The Scope step defines which assets the Criteria evaluates. Use Scope filters to include or exclude specific organizations, projects, or repositories within each provider.

The Scope step displays one tab per selected provider tile from the Define Criteria step. Each tab is an independent filter expression for that provider. A tab left without filters includes every asset for that provider at the Group by level selected for that provider in the Define Criteria step.

Scope is dynamic. The engine re-evaluates filter matches on every refresh, so newly matching assets join automatically and assets that stop matching drop out.

How filters and tabs combine: Scope has three independent combination layers. The engine applies them in order: layer 1 inside each filter row, layer 2 across filter rows in the same tab, layer 3 across tabs.

For a worked walkthrough across multiple providers — including the case where one tab carries strict filters and another is left empty, refer to Example: Multi-provider scoping with filters.

1. Select the provider tab you want to filter.

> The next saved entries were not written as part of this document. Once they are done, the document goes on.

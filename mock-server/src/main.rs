use log::info;
use tokio::net::TcpListener;

#[tokio::main]
async fn main() -> Result<(), std::io::Error> {
    env_logger::Builder::from_env(env_logger::Env::default().default_filter_or("info")).init();

    let port = std::env::var("PORT").unwrap_or_else(|_| "1049".to_string());
    let addr = format!("127.0.0.1:{port}");
    let listener = TcpListener::bind(&addr).await?;
    info!("listening on {addr}");
    mock_server::run(listener).await
}
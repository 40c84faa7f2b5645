//! Error types for the AtD client.
//!
//! # Design
//! Every failure of a single `check` call lands in one `CheckError`. Transport
//! and parse failures wrap the collaborator's error unchanged so callers can
//! inspect the original cause. Nothing here is retried.

use thiserror::Error;

/// Failure reported by a [`Transport`](crate::transport::Transport).
#[derive(Debug, Error)]
pub enum TransportError {
    /// The request could not be sent or the response could not be read
    /// (DNS, connection refused, timeout, ...).
    #[error("request to {url} failed: {message}")]
    Request { url: String, message: String },
}

/// Failure while turning a response body into an element tree.
#[derive(Debug, Error)]
pub enum XmlError {
    #[error("malformed XML: {0}")]
    Syntax(String),

    #[error("response body is not UTF-8: {0}")]
    Encoding(String),

    #[error("response body contains no root element")]
    Empty,

    #[error("unexpected closing tag </{found}>")]
    UnbalancedClose { found: String },

    #[error("document ended inside <{open}>")]
    Unclosed { open: String },
}

/// Errors returned by `Client::check` and its typed conveniences.
#[derive(Debug, Error)]
pub enum CheckError {
    /// The configured language has no endpoint.
    #[error("no endpoint for language {0:?}")]
    UnknownLanguage(String),

    #[error(transparent)]
    Transport(#[from] TransportError),

    /// The service answered with a non-2xx status.
    #[error("HTTP {status}: {body}")]
    Status { status: u16, body: String },

    #[error(transparent)]
    Parse(#[from] XmlError),

    /// The body parsed but its root element does not match the action.
    #[error("expected <{expected}> response, found <{found}>")]
    Unexpected { expected: &'static str, found: String },
}
//! Client identifier sent as the `key` form field.
//!
//! AtD does not issue credentials; it expects a stable per-client string.
//! The identifier is the hex SHA-1 of the host name, so every process on a
//! machine presents the same key.

use sha1::{Digest, Sha1};

/// Source of the host name the identifier is derived from.
pub trait HostSource: Send + Sync {
    fn host_name(&self) -> String;
}

/// Reads the machine's network name. An unreadable name hashes as empty.
#[derive(Debug, Clone, Copy, Default)]
pub struct SystemHost;

impl HostSource for SystemHost {
    fn host_name(&self) -> String {
        sysinfo::System::host_name().unwrap_or_default()
    }
}

/// A fixed host name, for tests and for callers that want to pin the key.
#[derive(Debug, Clone, PartialEq, Eq)]
pub struct FixedHost(pub String);

impl HostSource for FixedHost {
    fn host_name(&self) -> String {
        self.0.clone()
    }
}

/// Hex-encoded SHA-1 of `host_name`.
pub fn derive_identifier(host_name: &str) -> String {
    let mut hasher = Sha1::new();
    hasher.update(host_name.as_bytes());
    hex::encode(hasher.finalize())
}
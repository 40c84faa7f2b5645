//! Local stand-in for an After the Deadline instance.
//!
//! Serves `checkDocument`, `checkGrammar` and `stats` with the same form
//! fields and XML shapes as the real service. Detection is a toy: a short
//! misspelling table, repeated words and `be` + participle passive voice.
//! Every accepted request is appended to a shared journal so tests can see
//! what the client sent.

use std::sync::Arc;

use axum::{
    extract::State,
    http::header,
    response::{IntoResponse, Response},
    routing::post,
    Form, Router,
};
use log::debug;
use serde::Deserialize;
use tokio::{net::TcpListener, sync::RwLock};

const MISSPELLINGS: [(&str, &str); 6] = [
    ("teh", "the"),
    ("recieve", "receive"),
    ("definately", "definitely"),
    ("seperate", "separate"),
    ("wierd", "weird"),
    ("occured", "occurred"),
];

const BE_FORMS: [&str; 6] = ["is", "are", "was", "were", "be", "been"];

#[derive(Debug, Default, Deserialize)]
pub struct CheckForm {
    #[serde(default)]
    pub data: String,
    #[serde(default)]
    pub key: String,
}

/// A request as received by the server.
#[derive(Clone, Debug, PartialEq, Eq)]
pub struct Received {
    pub action: String,
    pub data: String,
    pub key: String,
}

pub type Journal = Arc<RwLock<Vec<Received>>>;

/// One problem found in the submitted text.
#[derive(Clone, Debug, PartialEq, Eq)]
pub struct Finding {
    pub string: String,
    pub description: String,
    pub precontext: String,
    pub suggestions: Vec<String>,
    pub kind: &'static str,
}

pub fn app() -> Router {
    app_with_journal(Journal::default())
}

pub fn app_with_journal(journal: Journal) -> Router {
    Router::new()
        .route("/checkDocument", post(check_document))
        .route("/checkGrammar", post(check_grammar))
        .route("/stats", post(stats))
        .with_state(journal)
}

pub async fn run(listener: TcpListener) -> Result<(), std::io::Error> {
    axum::serve(listener, app()).await
}

pub async fn run_with_journal(listener: TcpListener, journal: Journal) -> Result<(), std::io::Error> {
    axum::serve(listener, app_with_journal(journal)).await
}

async fn check_document(State(journal): State<Journal>, Form(form): Form<CheckForm>) -> Response {
    if let Some(rejection) = accept(&journal, "checkDocument", &form).await {
        return rejection;
    }
    let mut findings = spelling(&form.data);
    findings.extend(repeated_words(&form.data));
    findings.extend(passive_voice(&form.data));
    xml(render_results(&findings))
}

async fn check_grammar(State(journal): State<Journal>, Form(form): Form<CheckForm>) -> Response {
    if let Some(rejection) = accept(&journal, "checkGrammar", &form).await {
        return rejection;
    }
    let mut findings = repeated_words(&form.data);
    findings.extend(passive_voice(&form.data));
    xml(render_results(&findings))
}

async fn stats(State(journal): State<Journal>, Form(form): Form<CheckForm>) -> Response {
    if let Some(rejection) = accept(&journal, "stats", &form).await {
        return rejection;
    }
    xml(render_scores(&[
        ("words", words(&form.data).count()),
        ("sentences", sentence_count(&form.data)),
    ]))
}

/// Journal the request and reject it when the key is not a hex SHA-1.
async fn accept(journal: &Journal, action: &str, form: &CheckForm) -> Option<Response> {
    debug!("{action}: {} bytes, key {:?}", form.data.len(), form.key);
    journal.write().await.push(Received {
        action: action.to_string(),
        data: form.data.clone(),
        key: form.key.clone(),
    });

    if is_valid_key(&form.key) {
        None
    } else {
        Some(xml(render_message("This service requires an API key")))
    }
}

pub fn is_valid_key(key: &str) -> bool {
    key.len() == 40 && key.chars().all(|c| c.is_ascii_hexdigit())
}

fn xml(body: String) -> Response {
    ([(header::CONTENT_TYPE, "text/xml; charset=UTF-8")], body).into_response()
}

/// Words with surrounding punctuation removed.
fn words(text: &str) -> impl Iterator<Item = &str> {
    text.split_whitespace()
        .map(|w| w.trim_matches(|c: char| !c.is_alphanumeric() && c != '\''))
        .filter(|w| !w.is_empty())
}

pub fn spelling(text: &str) -> Vec<Finding> {
    let words: Vec<&str> = words(text).collect();
    let mut findings = Vec::new();
    for (i, word) in words.iter().enumerate() {
        let lower = word.to_lowercase();
        if let Some((_, fix)) = MISSPELLINGS.iter().find(|(bad, _)| *bad == lower) {
            findings.push(Finding {
                string: word.to_string(),
                description: "Spelling".to_string(),
                precontext: precontext(&words, i),
                suggestions: vec![fix.to_string()],
                kind: "spelling",
            });
        }
    }
    findings
}

pub fn repeated_words(text: &str) -> Vec<Finding> {
    let words: Vec<&str> = words(text).collect();
    let mut findings = Vec::new();
    for i in 1..words.len() {
        if words[i].eq_ignore_ascii_case(words[i - 1]) {
            findings.push(Finding {
                string: format!("{} {}", words[i - 1], words[i]),
                description: "Repeated Word".to_string(),
                precontext: precontext(&words, i - 1),
                suggestions: vec![words[i - 1].to_string()],
                kind: "grammar",
            });
        }
    }
    findings
}

pub fn passive_voice(text: &str) -> Vec<Finding> {
    let words: Vec<&str> = words(text).collect();
    let mut findings = Vec::new();
    for i in 1..words.len() {
        let aux = words[i - 1].to_lowercase();
        if BE_FORMS.contains(&aux.as_str()) && words[i].len() > 3 && words[i].ends_with("ed") {
            findings.push(Finding {
                string: format!("{} {}", words[i - 1], words[i]),
                description: "Passive voice".to_string(),
                precontext: precontext(&words, i - 1),
                suggestions: Vec::new(),
                kind: "suggestion",
            });
        }
    }
    findings
}

fn precontext(words: &[&str], index: usize) -> String {
    index
        .checked_sub(1)
        .map(|p| words[p].to_string())
        .unwrap_or_default()
}

fn sentence_count(text: &str) -> usize {
    text.split(['.', '!', '?'])
        .filter(|s| !s.trim().is_empty())
        .count()
}

fn escape(text: &str) -> String {
    text.replace('&', "&amp;")
        .replace('<', "&lt;")
        .replace('>', "&gt;")
        .replace('"', "&quot;")
}

pub fn render_results(findings: &[Finding]) -> String {
    let mut out = String::from("<?xml version=\"1.0\"?>\n<results>\n");
    for f in findings {
        out.push_str("  <error>\n");
        out.push_str(&format!("    <string>{}</string>\n", escape(&f.string)));
        out.push_str(&format!("    <description>{}</description>\n", escape(&f.description)));
        out.push_str(&format!("    <precontext>{}</precontext>\n", escape(&f.precontext)));
        if !f.suggestions.is_empty() {
            out.push_str("    <suggestions>\n");
            for s in &f.suggestions {
                out.push_str(&format!("      <option>{}</option>\n", escape(s)));
            }
            out.push_str("    </suggestions>\n");
        }
        out.push_str(&format!("    <type>{}</type>\n", f.kind));
        out.push_str("  </error>\n");
    }
    out.push_str("</results>\n");
    out
}

pub fn render_scores(metrics: &[(&str, usize)]) -> String {
    let mut out = String::from("<?xml version=\"1.0\"?>\n<scores>\n");
    for (key, value) in metrics {
        out.push_str(&format!(
            "  <metric>\n    <type>stats</type>\n    <key>{key}</key>\n    <value>{value}</value>\n  </metric>\n"
        ));
    }
    out.push_str("</scores>\n");
    out
}

pub fn render_message(message: &str) -> String {
    format!(
        "<?xml version=\"1.0\"?>\n<results>\n  <message>{}</message>\n</results>\n",
        escape(message)
    )
}
//! End-to-end checks against the live mock server.
//!
//! # Design
//! Starts the mock server on a random port, points the `en` endpoint at it and
//! exercises every client operation over real HTTP through the default ureq
//! transport. The server's journal shows what actually went over the wire.

use std::net::SocketAddr;

use atd_core::{
    derive_identifier, CheckError, Client, ClientConfig, FixedHost, Response, CHECK_DOCUMENT,
};
use mock_server::Journal;

fn start_server() -> (SocketAddr, Journal) {
    let std_listener = std::net::TcpListener::bind("127.0.0.1:0").unwrap();
    let addr = std_listener.local_addr().unwrap();
    std_listener.set_nonblocking(true).unwrap();

    let journal = Journal::default();
    let server_journal = journal.clone();
    std::thread::spawn(move || {
        let rt = tokio::runtime::Builder::new_current_thread()
            .enable_all()
            .build()
            .unwrap();
        rt.block_on(async {
            let listener = tokio::net::TcpListener::from_std(std_listener).unwrap();
            mock_server::run_with_journal(listener, server_journal).await
        })
        .unwrap();
    });

    (addr, journal)
}

fn client_for(addr: SocketAddr) -> Client {
    let mut config = ClientConfig::default();
    config.endpoints.insert("en".to_string(), format!("http://{addr}"));
    config.timeout_secs = Some(10);
    Client::from_config(config).with_host_source(FixedHost("integration-host".to_string()))
}

#[test]
fn check_document_round_trip() {
    let (addr, journal) = start_server();
    let client = client_for(addr);

    let response = client.check_document("The cat sat on teh mat.").unwrap();
    let Response::Results(issues) = response else {
        panic!("expected results");
    };
    assert_eq!(issues.len(), 1);
    assert_eq!(issues[0].string, "teh");
    assert_eq!(issues[0].precontext, "on");
    assert_eq!(issues[0].suggestions, vec!["the".to_string()]);

    let received = journal.blocking_read();
    assert_eq!(received.len(), 1);
    assert_eq!(received[0].action, "checkDocument");
    assert_eq!(received[0].data, "The cat sat on teh mat.");
    assert_eq!(received[0].key, derive_identifier("integration-host"));
}

#[test]
fn generic_check_returns_tree() {
    let (addr, _journal) = start_server();
    let client = client_for(addr);

    let tree = client.check("I saw the the dog.", CHECK_DOCUMENT).unwrap();
    assert_eq!(tree.name, "results");
    let error = tree.child("error").unwrap();
    assert_eq!(error.child_text("description"), Some("Repeated Word"));
    assert_eq!(tree.to_value()["results"]["error"][0]["string"][0], "the the");
}

#[test]
fn ignored_categories_filter_style_issues() {
    let (addr, _journal) = start_server();
    let client = client_for(addr);

    let response = client.check_grammar("The ball was kicked by Sam.").unwrap();
    let issues = response_issues(&response);
    assert_eq!(issues.len(), 1);
    assert_eq!(issues[0].description, "Passive voice");
    assert!(issues[0].is_ignored(client.ignored_categories()));

    let filtered = response.without_ignored(client.ignored_categories());
    assert_eq!(filtered, Response::Results(Vec::new()));
}

fn response_issues(response: &Response) -> Vec<atd_core::Issue> {
    match response {
        Response::Results(issues) => issues.clone(),
        other => panic!("expected results, got {other:?}"),
    }
}

#[test]
fn stats_round_trip() {
    let (addr, _journal) = start_server();
    let client = client_for(addr);

    let Response::Scores(metrics) = client.stats("One two. Three.").unwrap() else {
        panic!("expected scores");
    };
    let words = metrics.iter().find(|m| m.key == "words").unwrap();
    assert_eq!(words.count(), Some(3));
}

#[test]
fn system_host_key_reaches_server() {
    let (addr, journal) = start_server();
    let mut config = ClientConfig::default();
    config.endpoints.insert("en".to_string(), format!("http://{addr}"));
    let client = Client::from_config(config);

    client.check_document("hello").unwrap();
    assert_eq!(journal.blocking_read()[0].key, client.derive_identifier());
}

#[test]
fn unknown_action_is_status_error() {
    let (addr, _journal) = start_server();
    let client = client_for(addr);

    let err = client.check("text", "spellcheck").unwrap_err();
    assert!(matches!(err, CheckError::Status { status: 404, .. }), "{err:?}");
}

#[test]
fn closed_port_is_transport_error() {
    let addr = {
        let listener = std::net::TcpListener::bind("127.0.0.1:0").unwrap();
        listener.local_addr().unwrap()
    };
    let client = client_for(addr);

    let err = client.check_document("text").unwrap_err();
    assert!(matches!(err, CheckError::Transport(_)), "{err:?}");
}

   The tab name reflects the provider and its Group by level chosen in Step 2 (for example, GitHub — Repository). Repeat steps 4b-4d for each provider tab that requires filters. Tabs left without filters include all assets for that provider.

   Note

   A provider tab with no filters configured includes every asset for that provider at the chosen Group by level. Combined with the union behavior above, leaving multiple tabs unfiltered means the Criteria includes every connected asset across all selected providers , which is often the desired result for an organization-wide baseline Criteria, but can produce a large application count if used without intent. Use filters on tabs where the scope needs to be narrowed.

2. Select the filter field to narrow assets by:

   • Repository Name : Available at all Group by levels

   • Organization Name: Available when the tab's Group by level is Organization, Project, or Repository

   • Project Name: Available only when the provider supports projects (GitLab, Bitbucket, Azure Repos) and the tab's Group by level is Project or Repository

   Note

   Field availability is driven by the active tab's Group by level and provider capability. Fields that do not apply to the active tab are not displayed.

3. Choose an operator for the selected field: Equal, Not Equal, Contains, or Not Contains.

4. Enter one or more filter values.

   Multiple values within the same filter combine with OR logic; multiple filters across fields combine with AND logic.

5. Click Next.

For an example of Multi-provider scoping with filters, refer to Example: Multi-provider scoping with filters below.

Configure the Metadata step.

Configure rules to automatically assign ownership and risk levels to the generated applications.

1. Business Owner (required): Select the VCS hierarchy level from which to inherit ownership for every generated application. Options include None, Organization Owner, Project Owner, or Repository Owner (inherit the owner from the VCS repository).

2. Configure Business Criticality:

   1. Select a default severity level: Critical, High, Medium, Low.

   2. (Optional): Automatically upgrade criticality to Critical if a mapped asset is exposed to the internet: Enable this checkbox to elevate the criticality of internet-exposed assets to Critical, ensuring accurate risk prioritization.

   The business criticality level feeds the Urgency calculation for every issue associated with the generated applications.

3. Click Submit.

   Cortex Cloud will begin processing your criteria. Navigate to the Business Applications list to verify that your new applications have been generated and populated with assets.